[WORK TO BE COMPLETED]:
Below are some records. Pull every line that contains the word "items".

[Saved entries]
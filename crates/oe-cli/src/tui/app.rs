//! Play screen state and drawing.

use std::time::Duration;

use crossterm::event::{KeyCode, KeyEvent};
use oe_game::{Command, FileSaveStore, GameResult, TextSession, parse_command};
use ratatui::prelude::*;
use ratatui::widgets::{Block, Borders, List, ListItem, Paragraph, Wrap};

/// Visual style for an output line.
#[derive(Debug, Clone, Copy)]
enum OutputStyle {
    /// A command the player entered (yellow, "> " prefix).
    Command,
    /// Normal game output.
    Result,
    /// Error output.
    Error,
    /// Intro and help text.
    System,
}

#[derive(Debug, Clone)]
struct OutputLine {
    style: OutputStyle,
    text: String,
}

/// The play screen.
pub struct PlayApp {
    session: TextSession<FileSaveStore>,
    output_lines: Vec<OutputLine>,
    /// Scroll offset from the bottom.
    output_scroll: u16,
    input_text: String,
    /// Byte offset of the cursor within `input_text`.
    input_cursor: usize,
    /// Whether the app should quit.
    pub should_quit: bool,
}

impl PlayApp {
    /// Start the session and show the opening room.
    pub fn new(mut session: TextSession<FileSaveStore>) -> GameResult<Self> {
        let intro = session.start()?;
        let mut app = Self {
            session,
            output_lines: Vec::new(),
            output_scroll: 0,
            input_text: String::new(),
            input_cursor: 0,
            should_quit: false,
        };
        app.push_output(
            OutputStyle::System,
            "Office Escape\n\
             Get through the immigration office. Type 'help' for commands.",
        );
        app.push_output(OutputStyle::Result, &intro);
        Ok(app)
    }

    /// Let time pass.
    pub fn advance(&mut self, dt: Duration) {
        let output = self.session.advance(dt);
        if !output.is_empty() {
            self.push_output(OutputStyle::Result, &output);
        }
    }

    /// Edit the input line, or submit it on Enter.
    pub fn handle_key(&mut self, key: KeyEvent) {
        match key.code {
            KeyCode::Enter => self.submit_input(),
            KeyCode::Esc => {
                self.input_text.clear();
                self.input_cursor = 0;
            }
            KeyCode::Backspace => {
                if self.input_cursor > 0 {
                    let prev = self.prev_boundary();
                    self.input_text.remove(prev);
                    self.input_cursor = prev;
                }
            }
            KeyCode::Left => self.input_cursor = self.prev_boundary(),
            KeyCode::Right => {
                if self.input_cursor < self.input_text.len() {
                    self.input_cursor = self.input_text[self.input_cursor..]
                        .char_indices()
                        .nth(1)
                        .map(|(i, _)| self.input_cursor + i)
                        .unwrap_or(self.input_text.len());
                }
            }
            KeyCode::Home => self.input_cursor = 0,
            KeyCode::End => self.input_cursor = self.input_text.len(),
            KeyCode::Up => self.output_scroll = self.output_scroll.saturating_add(1),
            KeyCode::Down => self.output_scroll = self.output_scroll.saturating_sub(1),
            KeyCode::Char(c) => {
                self.input_text.insert(self.input_cursor, c);
                self.input_cursor += c.len_utf8();
            }
            _ => {}
        }
    }

    fn prev_boundary(&self) -> usize {
        self.input_text[..self.input_cursor]
            .char_indices()
            .next_back()
            .map(|(i, _)| i)
            .unwrap_or(0)
    }

    fn submit_input(&mut self) {
        let input = self.input_text.trim().to_string();
        if input.is_empty() {
            return;
        }
        self.input_text.clear();
        self.input_cursor = 0;

        self.push_output(OutputStyle::Command, &input);
        let command = parse_command(&input);
        let style = if command == Command::Help {
            OutputStyle::System
        } else {
            OutputStyle::Result
        };
        match self.session.execute(command) {
            Ok(output) => {
                if !output.is_empty() {
                    self.push_output(style, &output);
                }
            }
            Err(e) => self.push_output(OutputStyle::Error, &e.to_string()),
        }

        if self.session.has_quit() {
            self.should_quit = true;
        } else if self.session.game().is_finished() {
            self.push_output(
                OutputStyle::System,
                "You made it out. Press Ctrl+C or type 'quit' to leave.",
            );
        }
    }

    fn push_output(&mut self, style: OutputStyle, text: &str) {
        for line in text.lines() {
            self.output_lines.push(OutputLine {
                style,
                text: line.to_string(),
            });
        }
        self.output_scroll = 0;
    }

    /// Draw the whole screen.
    pub fn draw(&self, frame: &mut Frame) {
        let rows = Layout::default()
            .direction(Direction::Vertical)
            .constraints([
                Constraint::Min(3),    // Output and sidebar
                Constraint::Length(3), // Input
                Constraint::Length(1), // Status bar
            ])
            .split(frame.area());
        let columns = Layout::default()
            .direction(Direction::Horizontal)
            .constraints([Constraint::Min(40), Constraint::Length(32)])
            .split(rows[0]);

        self.draw_output(frame, columns[0]);
        self.draw_sidebar(frame, columns[1]);
        self.draw_input(frame, rows[1]);

        let status = Paragraph::new("Enter:send  Esc:clear  \u{2191}\u{2193}:scroll  Ctrl+C:quit")
            .style(Style::default().fg(Color::Black).bg(Color::White));
        frame.render_widget(status, rows[2]);
    }

    fn draw_output(&self, frame: &mut Frame, area: Rect) {
        let lines: Vec<Line> = self
            .output_lines
            .iter()
            .map(|ol| {
                let (prefix, color, modifier) = match ol.style {
                    OutputStyle::Command => ("> ", Color::Yellow, Modifier::BOLD),
                    OutputStyle::Result => ("", Color::White, Modifier::empty()),
                    OutputStyle::Error => ("", Color::Red, Modifier::empty()),
                    OutputStyle::System => ("", Color::Cyan, Modifier::ITALIC),
                };
                Line::from(Span::styled(
                    format!("{prefix}{}", ol.text),
                    Style::default().fg(color).add_modifier(modifier),
                ))
            })
            .collect();

        let inner_width = area.width.saturating_sub(2) as usize;
        let total_wrapped: u16 = lines
            .iter()
            .map(|l| {
                if inner_width == 0 {
                    1
                } else {
                    l.width().max(1).div_ceil(inner_width) as u16
                }
            })
            .sum();
        let visible_height = area.height.saturating_sub(2);
        let max_scroll = total_wrapped.saturating_sub(visible_height);
        let scroll = max_scroll.saturating_sub(self.output_scroll);

        let paragraph = Paragraph::new(lines)
            .block(
                Block::default()
                    .title(" Office Escape ")
                    .borders(Borders::ALL)
                    .border_style(Style::default().fg(Color::Blue)),
            )
            .wrap(Wrap { trim: false })
            .scroll((scroll, 0));
        frame.render_widget(paragraph, area);
    }

    fn draw_sidebar(&self, frame: &mut Frame, area: Rect) {
        let game = self.session.game();
        let mut items: Vec<ListItem> = Vec::new();

        let heading = |text: &str| {
            ListItem::new(Line::from(Span::styled(
                text.to_string(),
                Style::default().fg(Color::Yellow).bold(),
            )))
        };

        items.push(heading("Room"));
        items.push(ListItem::new(format!("  {}", game.player().location())));
        if let Some(puzzle) = game.open_puzzle() {
            items.push(heading("Puzzle"));
            items.push(ListItem::new(format!("  {}", puzzle.description())));
        }

        items.push(heading("Carrying"));
        if game.player().inventory.is_empty() {
            items.push(ListItem::new("  (nothing)"));
        }
        for name in game.player().inventory.names() {
            items.push(ListItem::new(format!("  {name}")));
        }

        if let Ok(room) = game.current_room() {
            items.push(heading("Lying here"));
            if room.inventory.is_empty() {
                items.push(ListItem::new("  (nothing)"));
            }
            for name in room.inventory.names() {
                items.push(ListItem::new(format!("  {name}")));
            }
        }

        let list = List::new(items).block(
            Block::default()
                .title(format!(" {} ", game.player().name()))
                .borders(Borders::ALL)
                .border_style(Style::default().fg(Color::Blue)),
        );
        frame.render_widget(list, area);
    }

    fn draw_input(&self, frame: &mut Frame, area: Rect) {
        let input = Paragraph::new(format!("> {}", self.input_text)).block(
            Block::default()
                .borders(Borders::ALL)
                .border_style(Style::default().fg(Color::Green)),
        );
        frame.render_widget(input, area);

        let cursor_x = area.x + 1 + 2 + self.input_text[..self.input_cursor].chars().count() as u16;
        let cursor_y = area.y + 1;
        if cursor_x < area.x + area.width - 1 {
            frame.set_cursor_position(Position::new(cursor_x, cursor_y));
        }
    }
}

[FINISHED EXERCISE]:
        let mut items: Vec<ListItem> = Vec::new();
        items.push(heading("Room"));
        items.push(ListItem::new(format!("  {}", game.player().location())));
            items.push(heading("Puzzle"));
            items.push(ListItem::new(format!("  {}", puzzle.description())));
        items.push(heading("Carrying"));
            items.push(ListItem::new("  (nothing)"));
            items.push(ListItem::new(format!("  {name}")));
            items.push(heading("Lying here"));
                items.push(ListItem::new("  (nothing)"));
                items.push(ListItem::new(format!("  {name}")));
        let list = List::new(items).block(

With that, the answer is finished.